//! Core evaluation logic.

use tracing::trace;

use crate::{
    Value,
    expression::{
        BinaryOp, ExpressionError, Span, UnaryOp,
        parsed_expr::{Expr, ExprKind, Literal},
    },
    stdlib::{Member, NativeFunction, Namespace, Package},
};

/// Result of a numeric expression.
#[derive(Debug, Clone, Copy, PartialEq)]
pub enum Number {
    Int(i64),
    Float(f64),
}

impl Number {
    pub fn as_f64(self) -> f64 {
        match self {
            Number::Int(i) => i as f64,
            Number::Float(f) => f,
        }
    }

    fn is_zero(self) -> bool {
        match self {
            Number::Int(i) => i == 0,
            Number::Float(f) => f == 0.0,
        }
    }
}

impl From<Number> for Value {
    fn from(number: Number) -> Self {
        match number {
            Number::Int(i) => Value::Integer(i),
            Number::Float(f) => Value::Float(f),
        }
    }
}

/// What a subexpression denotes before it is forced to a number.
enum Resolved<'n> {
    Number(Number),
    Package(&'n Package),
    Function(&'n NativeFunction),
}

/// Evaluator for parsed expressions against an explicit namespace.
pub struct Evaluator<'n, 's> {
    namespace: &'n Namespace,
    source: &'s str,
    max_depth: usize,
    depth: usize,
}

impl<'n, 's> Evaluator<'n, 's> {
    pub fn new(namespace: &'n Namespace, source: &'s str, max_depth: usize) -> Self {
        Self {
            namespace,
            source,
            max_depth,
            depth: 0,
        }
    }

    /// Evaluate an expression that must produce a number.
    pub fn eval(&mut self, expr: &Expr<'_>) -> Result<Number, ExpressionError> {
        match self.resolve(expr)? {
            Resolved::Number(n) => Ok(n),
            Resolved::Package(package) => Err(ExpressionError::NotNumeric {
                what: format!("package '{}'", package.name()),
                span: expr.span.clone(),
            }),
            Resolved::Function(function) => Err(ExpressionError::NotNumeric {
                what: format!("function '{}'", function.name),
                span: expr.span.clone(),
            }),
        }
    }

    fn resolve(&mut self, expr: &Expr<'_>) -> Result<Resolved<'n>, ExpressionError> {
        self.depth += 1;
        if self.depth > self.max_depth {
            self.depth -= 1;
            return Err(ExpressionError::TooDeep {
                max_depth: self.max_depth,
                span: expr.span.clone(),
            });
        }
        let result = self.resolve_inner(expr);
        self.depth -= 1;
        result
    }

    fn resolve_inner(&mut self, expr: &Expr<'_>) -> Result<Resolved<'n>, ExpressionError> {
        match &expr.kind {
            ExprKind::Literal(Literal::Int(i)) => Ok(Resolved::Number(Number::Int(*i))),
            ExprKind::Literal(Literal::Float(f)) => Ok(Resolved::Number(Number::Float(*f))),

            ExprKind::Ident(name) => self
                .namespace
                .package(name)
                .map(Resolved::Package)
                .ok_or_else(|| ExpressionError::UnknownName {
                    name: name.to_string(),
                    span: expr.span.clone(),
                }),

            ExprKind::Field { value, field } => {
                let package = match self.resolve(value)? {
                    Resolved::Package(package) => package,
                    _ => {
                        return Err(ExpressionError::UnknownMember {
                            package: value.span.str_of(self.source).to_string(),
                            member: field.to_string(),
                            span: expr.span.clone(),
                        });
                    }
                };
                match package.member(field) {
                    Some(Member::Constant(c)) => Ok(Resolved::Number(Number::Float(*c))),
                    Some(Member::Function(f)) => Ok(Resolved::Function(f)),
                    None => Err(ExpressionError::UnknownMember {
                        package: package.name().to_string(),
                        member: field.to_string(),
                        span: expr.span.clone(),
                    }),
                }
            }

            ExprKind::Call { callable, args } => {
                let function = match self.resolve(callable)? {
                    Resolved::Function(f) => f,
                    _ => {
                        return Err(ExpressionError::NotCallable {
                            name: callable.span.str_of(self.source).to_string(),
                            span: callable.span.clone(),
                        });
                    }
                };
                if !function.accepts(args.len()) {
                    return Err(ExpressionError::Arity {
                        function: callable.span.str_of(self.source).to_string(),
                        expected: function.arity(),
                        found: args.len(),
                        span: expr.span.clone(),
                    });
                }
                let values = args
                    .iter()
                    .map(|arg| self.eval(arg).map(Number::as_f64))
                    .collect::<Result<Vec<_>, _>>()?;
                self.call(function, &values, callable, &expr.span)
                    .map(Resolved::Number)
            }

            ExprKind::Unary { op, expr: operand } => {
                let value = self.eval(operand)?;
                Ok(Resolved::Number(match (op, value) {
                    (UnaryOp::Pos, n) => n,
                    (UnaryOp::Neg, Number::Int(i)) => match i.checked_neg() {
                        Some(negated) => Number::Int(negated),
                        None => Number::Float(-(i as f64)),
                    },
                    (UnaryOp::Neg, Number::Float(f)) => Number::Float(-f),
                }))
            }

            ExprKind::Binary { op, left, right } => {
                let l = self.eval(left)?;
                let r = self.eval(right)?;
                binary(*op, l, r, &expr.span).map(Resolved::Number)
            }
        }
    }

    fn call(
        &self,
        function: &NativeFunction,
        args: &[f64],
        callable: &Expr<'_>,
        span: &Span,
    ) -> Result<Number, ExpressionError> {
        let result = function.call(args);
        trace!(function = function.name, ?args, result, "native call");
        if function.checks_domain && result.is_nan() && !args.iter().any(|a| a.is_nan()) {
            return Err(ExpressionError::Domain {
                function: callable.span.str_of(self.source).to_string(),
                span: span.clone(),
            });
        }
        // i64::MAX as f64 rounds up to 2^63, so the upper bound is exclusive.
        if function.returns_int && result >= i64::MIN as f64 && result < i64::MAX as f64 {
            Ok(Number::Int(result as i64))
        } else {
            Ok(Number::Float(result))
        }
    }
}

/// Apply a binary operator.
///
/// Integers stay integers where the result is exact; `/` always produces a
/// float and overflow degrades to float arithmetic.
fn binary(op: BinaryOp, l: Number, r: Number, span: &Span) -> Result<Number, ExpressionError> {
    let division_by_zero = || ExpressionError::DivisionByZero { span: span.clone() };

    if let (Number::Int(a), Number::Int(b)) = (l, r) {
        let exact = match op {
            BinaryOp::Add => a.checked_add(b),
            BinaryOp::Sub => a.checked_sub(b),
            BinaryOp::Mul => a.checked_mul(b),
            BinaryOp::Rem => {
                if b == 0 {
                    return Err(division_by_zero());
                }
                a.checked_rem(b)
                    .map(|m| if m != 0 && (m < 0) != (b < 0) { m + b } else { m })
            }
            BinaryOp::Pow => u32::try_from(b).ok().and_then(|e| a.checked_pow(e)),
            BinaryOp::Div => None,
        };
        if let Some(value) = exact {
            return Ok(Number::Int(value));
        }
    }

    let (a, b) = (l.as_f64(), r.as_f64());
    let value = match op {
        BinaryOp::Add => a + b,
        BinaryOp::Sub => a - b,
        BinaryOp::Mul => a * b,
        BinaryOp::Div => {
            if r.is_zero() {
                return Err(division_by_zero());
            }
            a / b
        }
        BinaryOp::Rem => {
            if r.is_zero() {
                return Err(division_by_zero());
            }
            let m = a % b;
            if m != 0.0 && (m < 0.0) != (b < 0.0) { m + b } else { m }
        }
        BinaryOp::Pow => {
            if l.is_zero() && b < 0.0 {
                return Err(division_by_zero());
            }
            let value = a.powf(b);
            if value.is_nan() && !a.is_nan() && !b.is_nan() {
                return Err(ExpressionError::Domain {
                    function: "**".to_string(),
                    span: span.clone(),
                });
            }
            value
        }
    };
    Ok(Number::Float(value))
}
★ ★ ★ ★ ★
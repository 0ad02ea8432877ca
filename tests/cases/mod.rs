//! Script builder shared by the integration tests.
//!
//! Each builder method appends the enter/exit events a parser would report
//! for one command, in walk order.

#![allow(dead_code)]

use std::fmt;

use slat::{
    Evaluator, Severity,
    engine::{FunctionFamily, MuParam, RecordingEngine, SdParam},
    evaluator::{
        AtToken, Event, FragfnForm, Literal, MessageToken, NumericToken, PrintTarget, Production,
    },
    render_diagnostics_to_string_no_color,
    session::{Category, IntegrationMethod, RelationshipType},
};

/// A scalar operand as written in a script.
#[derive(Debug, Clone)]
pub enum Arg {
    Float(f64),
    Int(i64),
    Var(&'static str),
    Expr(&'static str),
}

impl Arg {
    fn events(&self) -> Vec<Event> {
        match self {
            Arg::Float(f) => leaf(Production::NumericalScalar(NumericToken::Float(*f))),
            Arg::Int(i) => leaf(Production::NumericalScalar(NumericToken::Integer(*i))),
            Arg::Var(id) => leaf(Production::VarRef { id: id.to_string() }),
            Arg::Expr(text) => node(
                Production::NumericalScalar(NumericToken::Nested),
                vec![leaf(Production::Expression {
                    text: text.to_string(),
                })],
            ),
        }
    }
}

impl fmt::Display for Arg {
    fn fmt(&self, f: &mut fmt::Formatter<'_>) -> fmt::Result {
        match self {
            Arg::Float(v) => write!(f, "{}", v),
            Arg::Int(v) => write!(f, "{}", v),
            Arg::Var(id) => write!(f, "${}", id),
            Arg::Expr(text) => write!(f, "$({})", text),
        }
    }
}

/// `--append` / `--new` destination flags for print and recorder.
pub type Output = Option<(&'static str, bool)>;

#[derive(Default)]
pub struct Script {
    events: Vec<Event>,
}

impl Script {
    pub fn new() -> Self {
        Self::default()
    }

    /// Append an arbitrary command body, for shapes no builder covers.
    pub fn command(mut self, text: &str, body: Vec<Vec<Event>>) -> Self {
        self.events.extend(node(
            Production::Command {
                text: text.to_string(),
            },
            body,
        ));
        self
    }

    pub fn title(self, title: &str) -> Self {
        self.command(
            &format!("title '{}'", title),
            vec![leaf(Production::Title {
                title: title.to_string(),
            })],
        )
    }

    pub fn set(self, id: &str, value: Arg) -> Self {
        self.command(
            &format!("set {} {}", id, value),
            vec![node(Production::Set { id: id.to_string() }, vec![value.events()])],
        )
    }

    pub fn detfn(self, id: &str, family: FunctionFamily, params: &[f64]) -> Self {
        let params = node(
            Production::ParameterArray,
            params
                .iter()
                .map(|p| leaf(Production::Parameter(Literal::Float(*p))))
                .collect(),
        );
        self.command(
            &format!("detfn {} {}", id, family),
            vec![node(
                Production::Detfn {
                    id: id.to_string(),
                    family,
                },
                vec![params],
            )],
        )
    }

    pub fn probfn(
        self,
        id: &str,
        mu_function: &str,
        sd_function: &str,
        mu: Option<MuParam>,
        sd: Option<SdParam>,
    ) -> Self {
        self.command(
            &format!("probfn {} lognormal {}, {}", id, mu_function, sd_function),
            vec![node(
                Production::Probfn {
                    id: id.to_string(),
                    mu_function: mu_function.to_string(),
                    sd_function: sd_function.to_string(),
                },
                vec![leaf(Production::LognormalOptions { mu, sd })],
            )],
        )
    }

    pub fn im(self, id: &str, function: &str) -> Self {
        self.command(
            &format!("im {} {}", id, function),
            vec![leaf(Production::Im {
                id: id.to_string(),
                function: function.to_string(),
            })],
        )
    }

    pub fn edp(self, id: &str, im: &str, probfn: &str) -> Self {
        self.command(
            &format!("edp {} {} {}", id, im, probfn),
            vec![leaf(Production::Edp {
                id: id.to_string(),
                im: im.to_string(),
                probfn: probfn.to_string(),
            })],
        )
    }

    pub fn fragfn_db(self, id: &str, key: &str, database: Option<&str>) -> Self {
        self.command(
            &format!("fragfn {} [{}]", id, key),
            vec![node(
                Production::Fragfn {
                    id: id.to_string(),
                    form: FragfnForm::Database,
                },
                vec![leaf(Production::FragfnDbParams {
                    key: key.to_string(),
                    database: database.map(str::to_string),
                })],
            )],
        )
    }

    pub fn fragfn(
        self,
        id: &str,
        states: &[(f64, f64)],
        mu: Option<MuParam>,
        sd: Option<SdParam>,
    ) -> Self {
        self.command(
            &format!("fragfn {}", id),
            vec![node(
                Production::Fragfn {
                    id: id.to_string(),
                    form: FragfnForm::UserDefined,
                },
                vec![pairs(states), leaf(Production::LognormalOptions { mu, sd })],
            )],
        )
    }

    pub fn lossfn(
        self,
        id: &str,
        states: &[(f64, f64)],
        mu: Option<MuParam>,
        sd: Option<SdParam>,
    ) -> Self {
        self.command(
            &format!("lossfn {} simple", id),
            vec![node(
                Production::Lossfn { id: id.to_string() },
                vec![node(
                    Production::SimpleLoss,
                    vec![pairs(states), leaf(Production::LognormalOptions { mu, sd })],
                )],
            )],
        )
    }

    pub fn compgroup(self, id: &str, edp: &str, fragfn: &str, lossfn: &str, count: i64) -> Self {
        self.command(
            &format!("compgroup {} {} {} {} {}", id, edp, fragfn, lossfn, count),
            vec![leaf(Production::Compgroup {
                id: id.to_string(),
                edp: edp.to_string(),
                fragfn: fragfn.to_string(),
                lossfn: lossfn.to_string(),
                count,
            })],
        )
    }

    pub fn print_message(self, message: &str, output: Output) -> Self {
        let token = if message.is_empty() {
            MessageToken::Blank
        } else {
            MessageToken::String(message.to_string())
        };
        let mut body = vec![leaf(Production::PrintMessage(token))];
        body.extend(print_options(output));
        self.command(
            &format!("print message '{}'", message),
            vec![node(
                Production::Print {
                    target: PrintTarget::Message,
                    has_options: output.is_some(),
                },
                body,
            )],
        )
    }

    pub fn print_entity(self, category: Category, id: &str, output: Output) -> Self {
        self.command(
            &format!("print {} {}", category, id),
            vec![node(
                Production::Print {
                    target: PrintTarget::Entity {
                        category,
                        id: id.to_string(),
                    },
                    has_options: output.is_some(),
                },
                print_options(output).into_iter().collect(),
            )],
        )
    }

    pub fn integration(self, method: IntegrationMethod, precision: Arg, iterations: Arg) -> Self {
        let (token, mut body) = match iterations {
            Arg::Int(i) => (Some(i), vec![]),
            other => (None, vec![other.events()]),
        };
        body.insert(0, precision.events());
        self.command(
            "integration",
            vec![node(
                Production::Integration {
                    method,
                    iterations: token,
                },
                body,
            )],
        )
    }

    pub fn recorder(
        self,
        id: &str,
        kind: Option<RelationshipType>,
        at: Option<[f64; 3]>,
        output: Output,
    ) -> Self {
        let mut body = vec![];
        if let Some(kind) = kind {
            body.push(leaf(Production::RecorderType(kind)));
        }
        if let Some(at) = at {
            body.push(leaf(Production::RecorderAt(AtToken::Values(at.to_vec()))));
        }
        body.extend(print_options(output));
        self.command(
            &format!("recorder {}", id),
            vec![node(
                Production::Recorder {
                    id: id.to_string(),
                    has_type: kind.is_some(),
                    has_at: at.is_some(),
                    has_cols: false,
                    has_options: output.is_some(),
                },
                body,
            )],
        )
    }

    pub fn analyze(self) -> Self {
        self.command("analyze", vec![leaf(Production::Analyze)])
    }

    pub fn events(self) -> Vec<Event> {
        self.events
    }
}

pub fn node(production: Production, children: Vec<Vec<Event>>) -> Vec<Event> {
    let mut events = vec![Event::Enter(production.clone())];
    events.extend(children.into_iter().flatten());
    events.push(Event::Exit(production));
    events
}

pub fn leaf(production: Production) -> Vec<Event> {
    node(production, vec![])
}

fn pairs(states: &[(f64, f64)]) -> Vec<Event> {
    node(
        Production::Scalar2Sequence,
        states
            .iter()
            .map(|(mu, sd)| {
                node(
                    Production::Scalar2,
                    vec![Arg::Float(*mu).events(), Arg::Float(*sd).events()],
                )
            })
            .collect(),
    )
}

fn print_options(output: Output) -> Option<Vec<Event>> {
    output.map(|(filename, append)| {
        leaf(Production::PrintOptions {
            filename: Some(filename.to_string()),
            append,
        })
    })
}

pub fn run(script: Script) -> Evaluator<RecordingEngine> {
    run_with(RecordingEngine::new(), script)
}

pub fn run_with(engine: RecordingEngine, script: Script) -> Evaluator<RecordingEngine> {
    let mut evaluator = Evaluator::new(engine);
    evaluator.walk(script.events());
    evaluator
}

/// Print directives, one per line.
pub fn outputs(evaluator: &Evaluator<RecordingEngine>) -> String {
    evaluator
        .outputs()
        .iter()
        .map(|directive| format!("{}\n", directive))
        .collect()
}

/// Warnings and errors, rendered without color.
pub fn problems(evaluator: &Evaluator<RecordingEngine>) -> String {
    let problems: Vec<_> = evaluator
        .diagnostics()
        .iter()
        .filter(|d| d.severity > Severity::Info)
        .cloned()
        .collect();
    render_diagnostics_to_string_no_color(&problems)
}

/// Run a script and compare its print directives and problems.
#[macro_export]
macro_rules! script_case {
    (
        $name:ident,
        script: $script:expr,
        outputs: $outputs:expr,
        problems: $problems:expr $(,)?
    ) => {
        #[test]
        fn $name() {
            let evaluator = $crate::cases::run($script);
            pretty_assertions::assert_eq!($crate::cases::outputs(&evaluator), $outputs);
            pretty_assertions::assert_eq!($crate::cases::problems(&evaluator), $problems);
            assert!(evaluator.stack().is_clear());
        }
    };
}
★ ★ ★ ★ ★
> EXERCISE GOAL
Identify each line in the records above that contains the word "walk", and copy it out in full.

> THE ANSWER
//! for one command, in walk order.
    evaluator.walk(script.events());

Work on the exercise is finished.